Le Jour Où tu as Guéri mon Âme
Chapitre 8 : Emma - Une Invitation Inattendue
2212 mots, Catégorie: G
Dernière mise à jour 14/09/2024 16:27
Kit louait un petit appartement à proximité du King Arthur Pub, ce qui lui permettait de rentrer facilement chez-elle après ses heures de travail. La jeune étudiante était plongée dans ses cours de littérature, essayant de se concentrer. Elle était en train de lire « Madame Bovary » de Gustave Flaubert, écrivain reconnu pour la profondeur émotionnelle de ses personnages et sa critique acerbe de la société de son époque.
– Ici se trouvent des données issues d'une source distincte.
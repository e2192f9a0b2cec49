//! JSON rendering of transcripts.

use serde::Serialize;

use crate::error::{Error, Result};
use crate::model::{PageSection, Transcript};

/// JSON output format.
#[derive(Debug, Clone, Copy, PartialEq, Eq, Default)]
pub enum JsonFormat {
    /// Pretty-printed JSON with indentation
    #[default]
    Pretty,
    /// Compact JSON without extra whitespace
    Compact,
}

#[derive(Serialize)]
struct JsonTranscript<'a> {
    page_count: u32,
    pages: &'a [PageSection],
}

/// Convert a transcript to JSON.
pub fn to_json(transcript: &Transcript, format: JsonFormat) -> Result<String> {
    let view = JsonTranscript {
        page_count: transcript.page_count(),
        pages: transcript.pages(),
    };

    let result = match format {
        JsonFormat::Pretty => serde_json::to_string_pretty(&view),
        JsonFormat::Compact => serde_json::to_string(&view),
    };

    result.map_err(|e| Error::Render(format!("JSON serialization error: {}", e)))
}
//! Data model for extraction runs.
//!
//! A backend yields [`TextToken`]s per page; the pipeline folds them into
//! [`PageSection`]s of a [`Transcript`].

mod token;
mod transcript;

pub use token::{join_tokens, TextToken};
pub use transcript::{PageSection, Transcript};
//! Plain text rendering of transcripts.

use crate::model::Transcript;

use super::RenderOptions;

/// Render a transcript as page-delimited text.
///
/// Each page becomes its marker line, its text, and a blank line, in page
/// order. Page text is written as-is, so a page never bleeds into another
/// page's section.
pub fn to_text(transcript: &Transcript, options: &RenderOptions) -> String {
    let capacity = transcript
        .iter()
        .map(|section| section.text.len() + options.marker_template.len() + 8)
        .sum();
    let mut output = String::with_capacity(capacity);

    for section in transcript {
        output.push_str(&options.marker(section.number));
        output.push('\n');
        output.push_str(&section.text);
        output.push_str("\n\n");
    }

    output
}
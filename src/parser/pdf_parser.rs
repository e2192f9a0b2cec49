//! PDF document parser using lopdf.

use lopdf::Document as LopdfDocument;

use crate::detect::detect_format_from_bytes;

use super::backend::{BackendError, BackendResult, DocumentParser, LopdfBackend};

/// Opens PDF bytes with lopdf.
#[derive(Debug, Clone, Copy, Default)]
pub struct LopdfParser;

impl LopdfParser {
    /// Create a new parser.
    pub fn new() -> Self {
        Self
    }
}

impl DocumentParser for LopdfParser {
    type Document = LopdfBackend;

    fn open(&self, data: &[u8]) -> BackendResult<LopdfBackend> {
        let format = detect_format_from_bytes(data)?;
        log::debug!("Detected {} ({} bytes)", format, data.len());

        let mut doc = LopdfDocument::load_mem(data)?;

        // Files encrypted only to carry permissions open with the empty user
        // password; anything else needs a password we do not have.
        if doc.is_encrypted() {
            doc.decrypt("").map_err(|e| {
                log::debug!("Empty user password rejected: {}", e);
                BackendError::Encrypted
            })?;
            log::debug!("Decrypted with the empty user password");
        }

        Ok(LopdfBackend::new(doc))
    }
}
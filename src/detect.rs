//! PDF header detection.
//!
//! Runs before the document is handed to lopdf so that obviously wrong
//! input (HTML, images, empty files) fails with a clear message.

use crate::parser::BackendError;

/// PDF format information read from the file header.
#[derive(Debug, Clone, PartialEq, Eq)]
pub struct PdfFormat {
    /// PDF version (e.g., "1.7", "2.0")
    pub version: String,
}

impl std::fmt::Display for PdfFormat {
    fn fmt(&self, f: &mut std::fmt::Formatter<'_>) -> std::fmt::Result {
        write!(f, "PDF {}", self.version)
    }
}

/// PDF magic bytes: %PDF-
const PDF_MAGIC: &[u8] = b"%PDF-";
const PDF_MAGIC_LEN: usize = 5;
const VERSION_LEN: usize = 3; // e.g., "1.7"

/// Detect the PDF format from the leading bytes of a file.
///
/// # Returns
/// * `Ok(PdfFormat)` if the data starts with a `%PDF-x.y` header
/// * `Err(BackendError::NotPdf)` or `Err(BackendError::UnsupportedVersion)` otherwise
pub fn detect_format_from_bytes(data: &[u8]) -> Result<PdfFormat, BackendError> {
    if data.len() < PDF_MAGIC_LEN + VERSION_LEN || !data.starts_with(PDF_MAGIC) {
        return Err(BackendError::NotPdf);
    }

    let version_bytes = &data[PDF_MAGIC_LEN..PDF_MAGIC_LEN + VERSION_LEN];
    let version = String::from_utf8_lossy(version_bytes).to_string();

    if !is_valid_version(&version) {
        return Err(BackendError::UnsupportedVersion(version));
    }

    Ok(PdfFormat { version })
}

/// A version is a single digit, a dot, and a single digit.
fn is_valid_version(version: &str) -> bool {
    let bytes = version.as_bytes();
    bytes.len() == 3 && bytes[0].is_ascii_digit() && bytes[1] == b'.' && bytes[2].is_ascii_digit()
}

/// Check if bytes start with a valid PDF header.
pub fn is_pdf_bytes(data: &[u8]) -> bool {
    detect_format_from_bytes(data).is_ok()
}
Mais, ses pensées revenaient sans cesse vers Emma. Son téléphone, posé sur la table, se mit à vibrer.
D’un bref coup d’œil à l’écran, elle vit le nom d’Emma s’afficher. Son cœur fit un bond dans sa poitrine. Elle prit une profonde inspiration avant de répondre.
— Allô, dit-elle, essayant de garder sa voix calme.
— Salut, toi, comment vas-tu ? demanda Emma sur un ton enjoué.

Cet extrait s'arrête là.